The Health Research Board (HRB) Collaborative Postdoctoral Fellowships Programme (CPFP) 2026 funds interdisciplinary consortia to recruit and support three postdoctoral researchers over a 42-month project, with each fellow conducting a 36-month programme of work. The scheme replaces the former Applying Research into Policy and Practice (ARPP) fellowships and is designed to enhance postdoctoral training by enabling researchers to tackle identified problems in health, public health, or social care through collaboration across disciplines and with non-academic stakeholders. The HRB administers this programme as part of its approximately €50 million annual investment in Irish health research.
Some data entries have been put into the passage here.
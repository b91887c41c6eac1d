//! Ring of frame slots for keeping several frames in flight.
//!
//! [`FrameRing`] lets the CPU record frame N+1 while the GPU executes frame
//! N. Each slot owns a [`FrameResource`]; before a slot is reused the CPU
//! blocks until the GPU reached the fence value stored for it.
//!
//! # Frame Overlap
//!
//! With 2 frames in flight:
//!
//! ```text
//! Frame 0: [CPU record] [submit, signal 1] ──────────────────────────────►
//!                                  [GPU execute frame 0] ────────────────►
//!
//! Frame 1:              [CPU record] [submit, signal 2] ─────────────────►
//!                                               [GPU execute frame 1] ───►
//!
//! Frame 2:                          [wait 1] [CPU record] [submit, signal 3]
//!
//! Time ──────────────────────────────────────────────────────────────────►
//! ```
//!
//! The allocator of a slot is only reset after its wait, so commands the
//! GPU still reads are never overwritten.
//!
//! # Graceful Shutdown
//!
//! Call [`FrameRing::wait_idle`] before destroying resources the frames
//! reference.
//!
//! # Choosing Frames in Flight
//!
//! | Count | Behavior |
//! |-------|----------|
//! | 1 | CPU waits for GPU every frame. Simple but slow. |
//! | 2 | Good balance. CPU can work on N+1 while GPU renders N. |
//! | 3 | More overlap, higher latency. |
//!
//! # Example
//!
//! ```ignore
//! let mut ring = FrameRing::new(&device, QueueType::Direct, &FrameLoopConfig::default())?;
//!
//! loop {
//!     let frame = ring.begin_frame()?;  // May block if GPU is behind
//!     let compiled = frame.populate_command_list(&mut list, Some(&pipeline), |list, _, _| {
//!         list.draw_instanced(3, 1, 0, 0)
//!     })?;
//!     ring.queue().execute_command_list(&compiled)?;
//!     ring.end_frame()?;  // Signals and advances to the next slot
//! }
//!
//! ring.wait_idle()?;
//! ```

use std::sync::Arc;
use std::time::{Duration, Instant};

use crate::command::CommandQueue;
use crate::config::FrameLoopConfig;
use crate::device::GraphicsDevice;
use crate::error::{GraphicsError, GraphicsResult};
use crate::profiling::profile_scope;
use crate::types::QueueType;

use super::FrameResource;

/// Manages N frame slots on one queue.
///
/// ```text
/// frames_in_flight = 2
///
/// Slot 0: [Frame 0] ──► [Frame 2] ──► [Frame 4] ──►
/// Slot 1: [Frame 1] ──► [Frame 3] ──► [Frame 5] ──►
/// ```
///
/// # Thread Safety
///
/// `FrameRing` is `Send` but not meant to be shared; it belongs to the
/// render thread.
pub struct FrameRing {
    device: Arc<GraphicsDevice>,
    queue_type: QueueType,
    frames: Vec<FrameResource>,
    current_slot: usize,
    frame_count: u64,
}

impl FrameRing {
    /// Create a ring of `config.frames_in_flight` slots submitting to the
    /// queue of `queue_type`.
    pub fn new(
        device: &Arc<GraphicsDevice>,
        queue_type: QueueType,
        config: &FrameLoopConfig,
    ) -> GraphicsResult<Self> {
        config.validate()?;
        let frames = (0..config.frames_in_flight)
            .map(|index| {
                FrameResource::new(
                    device,
                    index,
                    queue_type.list_type(),
                    config.upload_ring_capacity,
                )
            })
            .collect::<GraphicsResult<Vec<_>>>()?;
        log::debug!(
            "Created frame ring: {} frames in flight on the {queue_type:?} queue",
            frames.len()
        );
        Ok(Self {
            device: device.clone(),
            queue_type,
            frames,
            current_slot: 0,
            frame_count: 0,
        })
    }

    /// Get the device.
    pub fn device(&self) -> &Arc<GraphicsDevice> {
        &self.device
    }

    /// The queue frames are submitted to.
    pub fn queue(&self) -> &CommandQueue {
        self.device.queue(self.queue_type)
    }

    /// Begin a new frame.
    ///
    /// Blocks until the GPU finished the work previously submitted from the
    /// current slot, then resets the slot's upload ring.
    pub fn begin_frame(&mut self) -> GraphicsResult<&mut FrameResource> {
        {
            profile_scope!("frame_ring_wait");
            let queue = self.device.queue(self.queue_type);
            self.frames[self.current_slot].wait_for_signal(queue)?;
        }
        Ok(self.start_frame())
    }

    /// Begin a new frame, giving up after `timeout`.
    ///
    /// Returns `None` if the slot did not become free in time; the frame is
    /// then not started.
    pub fn begin_frame_timeout(&mut self, timeout: Duration) -> GraphicsResult<Option<&mut FrameResource>> {
        let queue = self.device.queue(self.queue_type);
        if !self.frames[self.current_slot].wait_for_signal_timeout(queue, timeout)? {
            log::trace!("Frame slot {} still busy after {timeout:?}", self.current_slot);
            return Ok(None);
        }
        Ok(Some(self.start_frame()))
    }

    fn start_frame(&mut self) -> &mut FrameResource {
        self.frame_count += 1;
        log::trace!(
            "Begin frame {} (slot {})",
            self.frame_count,
            self.current_slot
        );
        let frame = &mut self.frames[self.current_slot];
        frame.reset_upload_ring();
        frame
    }

    /// End the current frame.
    ///
    /// Signals the queue, stores the value in the current slot and advances
    /// to the next slot. Call this after submitting the frame's work.
    pub fn end_frame(&mut self) -> GraphicsResult<u64> {
        let queue = self.device.queue(self.queue_type);
        let value = self.frames[self.current_slot].add_signal(queue)?;
        log::trace!(
            "End frame {} (slot {}, fence {value})",
            self.frame_count,
            self.current_slot
        );
        self.current_slot = (self.current_slot + 1) % self.frames.len();
        Ok(value)
    }

    /// The slot of the frame being recorded.
    pub fn current(&self) -> &FrameResource {
        &self.frames[self.current_slot]
    }

    pub fn current_mut(&mut self) -> &mut FrameResource {
        &mut self.frames[self.current_slot]
    }

    /// Get a slot by index.
    pub fn frame(&self, slot: usize) -> Option<&FrameResource> {
        self.frames.get(slot)
    }

    /// All slots, e.g. to record one bundle per slot.
    pub fn frames_mut(&mut self) -> std::slice::IterMut<'_, FrameResource> {
        self.frames.iter_mut()
    }

    /// Block until every slot's work is complete.
    pub fn wait_idle(&self) -> GraphicsResult<()> {
        log::trace!("Waiting for GPU idle ({} slots)", self.frames.len());
        let queue = self.queue();
        for frame in &self.frames {
            frame.wait_for_signal(queue)?;
        }
        Ok(())
    }

    /// Like [`wait_idle`](Self::wait_idle), with `timeout` as the total
    /// budget across all slots. Returns `true` if the GPU is idle.
    pub fn wait_idle_timeout(&self, timeout: Duration) -> GraphicsResult<bool> {
        let start = Instant::now();
        let queue = self.queue();
        for frame in &self.frames {
            let elapsed = start.elapsed();
            if elapsed >= timeout {
                return Ok(false);
            }
            if !frame.wait_for_signal_timeout(queue, timeout - elapsed)? {
                return Ok(false);
            }
        }
        Ok(true)
    }

    /// Whether a slot's work is complete, without blocking.
    pub fn is_slot_ready(&self, slot: usize) -> GraphicsResult<bool> {
        let frame = self.frames.get(slot).ok_or_else(|| {
            GraphicsError::out_of_range("frame slot", slot as u64, 0, self.frames.len() as u64 - 1)
        })?;
        frame.is_ready(self.queue())
    }

    /// Whether [`wait_idle`](Self::wait_idle) would return immediately.
    pub fn is_idle(&self) -> GraphicsResult<bool> {
        let queue = self.queue();
        for frame in &self.frames {
            if !frame.is_ready(queue)? {
                return Ok(false);
            }
        }
        Ok(true)
    }

    /// Number of slots.
    pub fn frames_in_flight(&self) -> usize {
        self.frames.len()
    }

    /// Index of the current slot, in `0..frames_in_flight`.
    pub fn current_slot(&self) -> usize {
        self.current_slot
    }

    /// Number of frames started.
    pub fn frame_count(&self) -> u64 {
        self.frame_count
    }
}

impl std::fmt::Debug for FrameRing {
    fn fmt(&self, f: &mut std::fmt::Formatter<'_>) -> std::fmt::Result {
        f.debug_struct("FrameRing")
            .field("queue_type", &self.queue_type)
            .field("frames", &self.frames)
            .field("current_slot", &self.current_slot)
            .field("frame_count", &self.frame_count)
            .finish()
    }
}

static_assertions::assert_impl_all!(FrameRing: Send);

#[cfg(test)]
mod tests {
    use super::*;
    use crate::config::DeviceConfig;

    fn ring(frames_in_flight: usize) -> FrameRing {
        let device = GraphicsDevice::new(DeviceConfig::default()).unwrap();
        FrameRing::new(
            &device,
            QueueType::Direct,
            &FrameLoopConfig::new(frames_in_flight).with_upload_ring_capacity(1024),
        )
        .unwrap()
    }

    #[test]
    fn test_new() {
        let ring = ring(2);
        assert_eq!(ring.frames_in_flight(), 2);
        assert_eq!(ring.current_slot(), 0);
        assert_eq!(ring.frame_count(), 0);
        assert!(ring.is_idle().unwrap());
    }

    #[test]
    fn test_zero_frames_rejected() {
        let device = GraphicsDevice::new(DeviceConfig::default()).unwrap();
        let err = FrameRing::new(&device, QueueType::Direct, &FrameLoopConfig::new(0)).unwrap_err();
        assert!(matches!(err, GraphicsError::OutOfRange { .. }));
    }

    #[test]
    fn test_end_frame_advances_slot() {
        let mut ring = ring(3);
        for expected in [1, 2, 0] {
            ring.begin_frame().unwrap();
            ring.end_frame().unwrap();
            assert_eq!(ring.current_slot(), expected);
        }
        assert_eq!(ring.frame_count(), 3);
        assert_eq!(ring.frame(0).unwrap().fence_value(), 1);
        assert_eq!(ring.frame(2).unwrap().fence_value(), 3);
    }

    #[test]
    fn test_begin_frame_resets_upload_ring() {
        let mut ring = ring(1);
        ring.begin_frame().unwrap().upload_ring().allocate(64).unwrap();
        ring.end_frame().unwrap();
        let frame = ring.begin_frame().unwrap();
        assert_eq!(frame.upload_ring().used(), 0);
        assert_eq!(frame.upload_ring().reset_count(), 1);
    }

    #[test]
    fn test_begin_frame_timeout_ready() {
        let mut ring = ring(2);
        assert!(ring.begin_frame_timeout(Duration::from_millis(1)).unwrap().is_some());
        assert_eq!(ring.frame_count(), 1);
        assert!(ring.wait_idle_timeout(Duration::from_millis(1)).unwrap());
    }

    #[test]
    fn test_is_slot_ready_invalid() {
        let ring = ring(2);
        assert!(ring.is_slot_ready(5).is_err());
        assert!(ring.is_slot_ready(1).unwrap());
    }
}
Each award provides €950,000 in direct research costs. Consortium leadership requires a Lead Applicant and one or two Co-Lead Applicants from different disciplinary backgrounds, all based in academic settings in Ireland and holding a PhD or equivalent research experience of four or more years at postgraduate level. Non-academic stakeholder partners are encouraged where relevant. For-profit organisations and nonprofits are ineligible as lead institutions; the host must be an academic or recognised research organisation. A two-stage application process applied, with a pre-application followed by invitation to submit a full application. The CPFP 2026 cycle closed on 17 December 2025, with decisions expected in November 2026.
Applications were submitted through the HRB Grant E-Management System (GEMS). Webinar recordings and guidance documents produced by HRB are available on the HRB website for applicants developing future proposals. Competitive applications will articulate a clearly defined health or social care problem, demonstrate the interdisciplinary composition of the consortium, and show how the three postdoctoral projects collectively address different facets of that problem with a credible plan for non-academic engagement.
Collaborative postdoctoral training addressing identified problems in health, public health, or social care through interdisciplinary consortia at Irish academic host institutions.